Prisons are a death camp. Many incarcerated people are coming in with pre-existing physical or mental health conditions. Then they are denied access to medical treatment, accommodations for disabilities, mental health counseling, and shamed for pre-existing health conditions. Neither the individual nor the collective health of incarcerated people matters in the prison. This is proven each time an individual cannot receive medical help and every time a pandemic happens in a prison.
Many prisoners eat in the same room as they sit on their toilet because their room is their sleeping space, restroom, and dining area. Alabama prisons are severely overcrowded by the thousands. Prisons are environments of scarcity, not enough food, space, or care. This reality breeds violence. When incarcerated people are struggling to stay alive through resources that are at the disposal of the Alabama Department of Corrections, this does not create a safe space. People are forced into fight or flight. Alabama has high homicide rates within the prison and too often the rates of Alabama prison violence focus on incidents between incarcerated people, not violence enacted by the prison staff. The prison staff (correctional officers and such) abuse, harass, and murder incarcerated people, but this data is under-reported and hidden. One of the bare necessities for life is shelter, and incarcerated people are in living conditions that threaten their health and even life every day.
Prison is the direct successor of chattel slavery. We cannot forget prison’s origins and mistake them for necessary harm to rehabilitate people who committed “crimes”. The laws are created by the same people who uphold a white supremacist, capitalist society. People’s offenses are not charged the same and punishment is heightened for people of color and low-income people. This system is not made to be just. It is made to uphold an empire and has continuously been used to silence people who speak out against it.
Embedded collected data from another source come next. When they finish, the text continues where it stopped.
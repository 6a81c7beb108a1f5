//! The `summarize` command: tables and a bar chart over packed records.

use std::path::{Path, PathBuf};

use anyhow::{Context, Result};
use bpscope_perf::metrics::AnalysisResult;
use bpscope_perf::output;
use bpscope_perf::summary::{self, DirSummary};

use crate::cli::SummarizeArgs;
use crate::packer;
use crate::verbose::{dprintln, vprintln, wprintln};

pub const RESULTS_FILE: &str = "results.data";
pub const GRAPH_FILE: &str = "graph.txt";

/// `bpscope summarize`.
pub fn cmd_summarize(args: &SummarizeArgs) -> Result<()> {
    let mut dirs = Vec::new();
    for src in &args.src_dirs {
        if !src.is_dir() {
            wprintln!("directory {} does not exist, skipping", src.display());
            continue;
        }
        let result = packer::unpack(src)
            .with_context(|| format!("failed to read records from {}", src.display()))?;
        vprintln!("  {}: {} record(s)", src.display(), result.len());
        dirs.push((src.clone(), summary::summarize_dir(&src.display().to_string(), &by_stem(result))));
    }

    if dirs.iter().all(|(_, d)| d.tests.is_empty()) {
        println!("No data to summarize");
        return Ok(());
    }

    std::fs::create_dir_all(&args.out_dir)
        .with_context(|| format!("failed to create {}", args.out_dir.display()))?;

    let summaries: Vec<DirSummary> = dirs.iter().map(|(_, d)| d.clone()).collect();
    let combined = args.out_dir.join(RESULTS_FILE);
    write_file(&combined, &render_combined(&summaries))?;

    for (src, dir) in &dirs {
        let path = dir_report_path(src, &args.out_dir);
        if path == combined {
            vprintln!("  {}: report would replace {}, skipping", src.display(), path.display());
            continue;
        }
        if let Some(parent) = path.parent() {
            std::fs::create_dir_all(parent)
                .with_context(|| format!("failed to create {}", parent.display()))?;
        }
        write_file(&path, &render_dir_report(dir))?;
    }

    let chart = output::render_bar_chart(&summaries);
    if !args.no_show_graph {
        print!("{chart}");
    }
    if !args.no_save_graph {
        write_file(&args.out_dir.join(GRAPH_FILE), &chart)?;
    }

    match summary::aggregate_all(&summaries) {
        Some(pct) => println!("Overall BP incorrect %: {pct:.2}"),
        None => println!("Overall BP incorrect %: unknown"),
    }
    dprintln!("Summary written to {}", args.out_dir.display());
    Ok(())
}

/// Re-key records by file stem, so `loop.c` is shown as `loop`.
fn by_stem(result: AnalysisResult) -> AnalysisResult {
    result
        .into_iter()
        .map(|(name, record)| {
            let stem = Path::new(&name)
                .file_stem()
                .and_then(|s| s.to_str())
                .map_or_else(|| name.clone(), str::to_string);
            (stem, record)
        })
        .collect()
}

/// `<parent of src>/<basename of out_dir>/results.data`.
fn dir_report_path(src: &Path, out_dir: &Path) -> PathBuf {
    let parent = src.parent().unwrap_or(Path::new(""));
    let name = out_dir.file_name().unwrap_or(out_dir.as_os_str());
    parent.join(name).join(RESULTS_FILE)
}

fn render_combined(dirs: &[DirSummary]) -> String {
    let mut out = String::from("Summarized data:\n\n");
    out.push_str(&output::render_aggregate_table(dirs));
    for dir in dirs {
        out.push_str(&format!("\ndir: {}\n\n", dir.dir));
        out.push_str(&output::render_dir_table(dir));
    }
    out
}

fn render_dir_report(dir: &DirSummary) -> String {
    let mut out = format!("dir: {}\n\n", dir.dir);
    out.push_str(&output::render_dir_table(dir));
    match dir.bp_incorrect_pct {
        Some(pct) => out.push_str(&format!("\nAverage % of BP incorrect: {pct:.2}\n")),
        None => out.push_str("\nAverage % of BP incorrect: unknown\n"),
    }
    out
}

fn write_file(path: &Path, contents: &str) -> Result<()> {
    std::fs::write(path, contents).with_context(|| format!("failed to write {}", path.display()))
}

#[cfg(test)]
mod tests {
    use super::*;
    use bpscope_perf::metrics::{BP_COND_INCORRECT, BP_LOOKUPS, MetricRecord, SIM_TICKS};

    fn record(ticks: u64, lookups: u64, incorrect: u64) -> MetricRecord {
        [
            (SIM_TICKS, ticks),
            (BP_LOOKUPS, lookups),
            (BP_COND_INCORRECT, incorrect),
        ]
        .into_iter()
        .collect()
    }

    fn packed_dir(root: &Path, name: &str, records: &[(&str, MetricRecord)]) -> PathBuf {
        let dir = root.join(name);
        std::fs::create_dir_all(&dir).unwrap();
        let result: AnalysisResult = records
            .iter()
            .map(|(n, r)| (n.to_string(), r.clone()))
            .collect();
        packer::pack(&dir, &result).unwrap();
        dir
    }

    fn args(src_dirs: Vec<PathBuf>, out_dir: PathBuf) -> SummarizeArgs {
        SummarizeArgs {
            src_dirs,
            out_dir,
            no_show_graph: true,
            no_save_graph: false,
        }
    }

    #[test]
    fn writes_reports_and_graph() {
        let tmp = tempfile::tempdir().unwrap();
        let a = packed_dir(tmp.path(), "runs/a", &[("x.c", record(1000, 100, 5))]);
        let b = packed_dir(tmp.path(), "runs/b", &[("y.c", record(2000, 200, 40))]);
        let out = tmp.path().join("summary");

        cmd_summarize(&args(vec![a.clone(), b], out.clone())).unwrap();

        let combined = std::fs::read_to_string(out.join(RESULTS_FILE)).unwrap();
        assert!(combined.starts_with("Summarized data:"));
        assert!(combined.contains("5.00"));
        assert!(combined.contains("20.00"));
        assert!(combined.contains(&format!("dir: {}", a.display())));

        // Both source dirs share a parent, so the second report wins.
        let per_dir = std::fs::read_to_string(tmp.path().join("runs/summary").join(RESULTS_FILE)).unwrap();
        assert!(per_dir.contains("Average % of BP incorrect: 20.00"));

        let graph = std::fs::read_to_string(out.join(GRAPH_FILE)).unwrap();
        assert!(graph.lines().any(|l| l.trim_start().starts_with("x ")));
        assert!(graph.lines().any(|l| l.trim_start().starts_with("y ")));
    }

    #[test]
    fn no_save_graph_skips_file() {
        let tmp = tempfile::tempdir().unwrap();
        let a = packed_dir(tmp.path(), "a", &[("x.c", record(10, 10, 1))]);
        let out = tmp.path().join("out");
        let mut a_args = args(vec![a], out.clone());
        a_args.no_save_graph = true;
        cmd_summarize(&a_args).unwrap();
        assert!(out.join(RESULTS_FILE).is_file());
        assert!(!out.join(GRAPH_FILE).exists());
    }

    #[test]
    fn missing_dirs_mean_no_data() {
        let tmp = tempfile::tempdir().unwrap();
        let out = tmp.path().join("out");
        cmd_summarize(&args(vec![tmp.path().join("nope")], out.clone())).unwrap();
        assert!(!out.exists());
    }

    #[test]
    fn stems_used_as_test_names() {
        let mut result = AnalysisResult::new();
        result.insert("loop.c".into(), MetricRecord::new());
        result.insert("README".into(), MetricRecord::new());
        let keys: Vec<_> = by_stem(result).into_keys().collect();
        assert_eq!(keys, ["README", "loop"]);
    }

    #[test]
    fn per_dir_report_location() {
        assert_eq!(
            dir_report_path(Path::new("results/perf"), Path::new("out/summarize")),
            PathBuf::from("results/summarize/results.data")
        );
        assert_eq!(
            dir_report_path(Path::new("perf"), Path::new("summarize")),
            PathBuf::from("summarize/results.data")
        );
    }
}
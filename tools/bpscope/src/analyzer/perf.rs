//! Hardware-counter profiling with `perf stat`.

use std::path::{Path, PathBuf};
use std::process::Command;
use std::time::Duration;

use bpscope_perf::metrics::{AnalysisResult, MetricRecord};
use bpscope_perf::perf_stat::{self, PERF_EVENTS};

use super::{Analyzer, Harness, Profile};
use crate::builder::Artifact;
use crate::config;
use crate::error::{Error, Result};
use crate::process::{self, Exit};
use crate::verbose::{vprintln, wprintln};

/// Suffix of the per-test counter report written by `perf stat -o`.
pub const REPORT_SUFFIX: &str = ".perf.txt";

/// Runs each test under `perf stat -e cycles,branches,branch-misses`.
#[derive(Debug, Clone)]
pub struct PerfAnalyzer {
    harness: Harness,
    program: String,
    prefix_args: Vec<String>,
}

impl PerfAnalyzer {
    /// `perf_bin` is a shell-quoted command such as `perf` or `sudo perf`.
    pub fn new(harness: Harness, perf_bin: &str) -> Result<Self> {
        let (program, prefix_args) = config::split_command("perf bin", perf_bin)?;
        Ok(Self {
            harness,
            program,
            prefix_args,
        })
    }

    fn command(&self, artifact: &Path, report: &Path) -> Command {
        let mut cmd = Command::new(&self.program);
        cmd.args(&self.prefix_args)
            .arg("stat")
            .arg("-e")
            .arg(PERF_EVENTS)
            .arg("-o")
            .arg(report)
            .arg("--")
            .arg(artifact);
        cmd
    }
}

impl Analyzer for PerfAnalyzer {
    fn name(&self) -> &'static str {
        "perf"
    }

    fn analyze(&self, test_dir: &Path) -> Result<AnalysisResult> {
        self.harness.run(self, test_dir)
    }
}

impl Profile for PerfAnalyzer {
    fn profile(&self, artifact: &Artifact, timeout: Duration) -> Result<MetricRecord> {
        let report = report_path(&artifact.path);
        // A stale report from an earlier run must not be mistaken for this one.
        match std::fs::remove_file(&report) {
            Err(err) if err.kind() != std::io::ErrorKind::NotFound => {
                return Err(Error::io(&report)(err));
            }
            _ => {}
        }

        let mut cmd = self.command(&artifact.path, &report);
        vprintln!("    {cmd:?}");
        let outcome = process::run_with_timeout(&mut cmd, timeout)?;
        vprintln!("    {}: {:.1?}", artifact.name, outcome.elapsed);

        match outcome.exit {
            Exit::TimedOut => Ok(MetricRecord::timed_out()),
            Exit::Failed { code, signal } => Ok(MetricRecord::crashed(code, signal)),
            Exit::Success => {
                let stderr = String::from_utf8_lossy(&outcome.stderr);
                if let Some(signal) = perf_stat::workload_signal(&stderr, &artifact.path.to_string_lossy()) {
                    return Ok(MetricRecord::crashed(None, Some(signal)));
                }
                read_report(&report, &outcome.stdout, &stderr, &artifact.name)
            }
        }
    }
}

/// Parse the report perf wrote to `report`, falling back to its console output.
fn read_report(report: &Path, stdout: &[u8], stderr: &str, name: &str) -> Result<MetricRecord> {
    match std::fs::read_to_string(report) {
        Ok(text) => Ok(perf_stat::parse_report(&text)),
        // Some perf wrappers ignore `-o` and print the report instead.
        Err(err) if err.kind() == std::io::ErrorKind::NotFound => {
            let mut record = perf_stat::parse_report(stderr);
            if record.is_empty() {
                record = perf_stat::parse_report(&String::from_utf8_lossy(stdout));
            }
            if record.is_empty() {
                wprintln!("{name}: perf produced no counters");
            }
            Ok(record)
        }
        Err(err) => Err(Error::io(report)(err)),
    }
}

fn report_path(artifact: &Path) -> PathBuf {
    let mut name = artifact.as_os_str().to_os_string();
    name.push(REPORT_SUFFIX);
    PathBuf::from(name)
}
//! Persisting analysis results, one JSON file per test.
//!
//! A record is stored at `<out dir>/<test name>` as a flat JSON object of
//! metric names to integers.

use std::path::Path;

use bpscope_perf::metrics::{AnalysisResult, MetricRecord};
use walkdir::WalkDir;

use crate::error::{Error, Result};
use crate::verbose::vprintln;

/// Write every record in `result` to its own file in `out_dir`.
///
/// `out_dir` is created if absent. Existing files with the same names are
/// overwritten; other files are left alone.
pub fn pack(out_dir: &Path, result: &AnalysisResult) -> Result<()> {
    std::fs::create_dir_all(out_dir).map_err(Error::io(out_dir))?;
    for (name, record) in result {
        let path = out_dir.join(name);
        let json = serde_json::to_string_pretty(record).map_err(|err| Error::Serialize {
            path: path.clone(),
            source: err,
        })?;
        std::fs::write(&path, json + "\n").map_err(Error::io(&path))?;
        vprintln!("  wrote {}", path.display());
    }
    Ok(())
}

/// Read back every record file directly inside `dir`.
///
/// Subdirectories and hidden files are ignored.
pub fn unpack(dir: &Path) -> Result<AnalysisResult> {
    let mut result = AnalysisResult::new();
    for entry in WalkDir::new(dir).min_depth(1).max_depth(1) {
        let entry = entry.map_err(|e| {
            let path = e.path().unwrap_or(dir).to_path_buf();
            Error::Io {
                path,
                source: e.into(),
            }
        })?;
        if !entry.file_type().is_file() {
            continue;
        }
        let Some(name) = entry.file_name().to_str() else {
            continue;
        };
        if name.starts_with('.') {
            continue;
        }

        let path = entry.path();
        let text = std::fs::read_to_string(path).map_err(Error::io(path))?;
        let record: MetricRecord = serde_json::from_str(&text).map_err(|err| Error::Serialize {
            path: path.to_path_buf(),
            source: err,
        })?;
        result.insert(name.to_string(), record);
    }
    Ok(result)
}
Outside of this, crime will always exist when people cannot access life necessities and are surrounded by violence. We should not hyper-focus on interpersonal and inter-community violence while we neglect the violence our nation enacts onto millions here and abroad. Our government is not held accountable for the violence it executes in Haiti, Palestine, Congo, the Northern Mariana Islands, and so many more places. Our nation’s government cannot follow human rights law internationally, so why are civilians held to higher standards than our leaders? How have they convinced the general public that we are a free nation while our society runs on slave labor? There are many questions we can ask about the hypocrisy of our government and its selective choice of “appropriate” and “legal” violence.
This project/website is not supposed to make people feel better. It is supposed to make us uncomfortable. We need to be deeply uncomfortable with what is going on in prisons. Our current society relies on slave labor from incarcerated people. In the 2025, California fires, we saw incarcerated people at the front lines, making no more than $27 a day.1 Incarcerated people’s bodies are seen as dispensable. They have been coerced into excruciating medical experiments, dangerous work environments, and slavery. Prison’s natural effect is one of health destruction and violence. Prisons are a public health crisis that must be addressed.
While this website focuses on Alabama, we must remember this is not a geographic-specific problem, but an ideological one. Prisons enact health violence through their many cruel practices and these sections can only ever be a glimpse into them. There are so many videos throughout this project because incarcerated people are continuously dehumanized and reduced to their conviction, a statistic, or another nameless face. I want us to see, hear, and feel the people who are incarcerated, enslaved, abused, exploited, and forgotten. The health of incarcerated people matters and the only way to fully address the public health crisis of health violence in prisons is to get rid of prisons.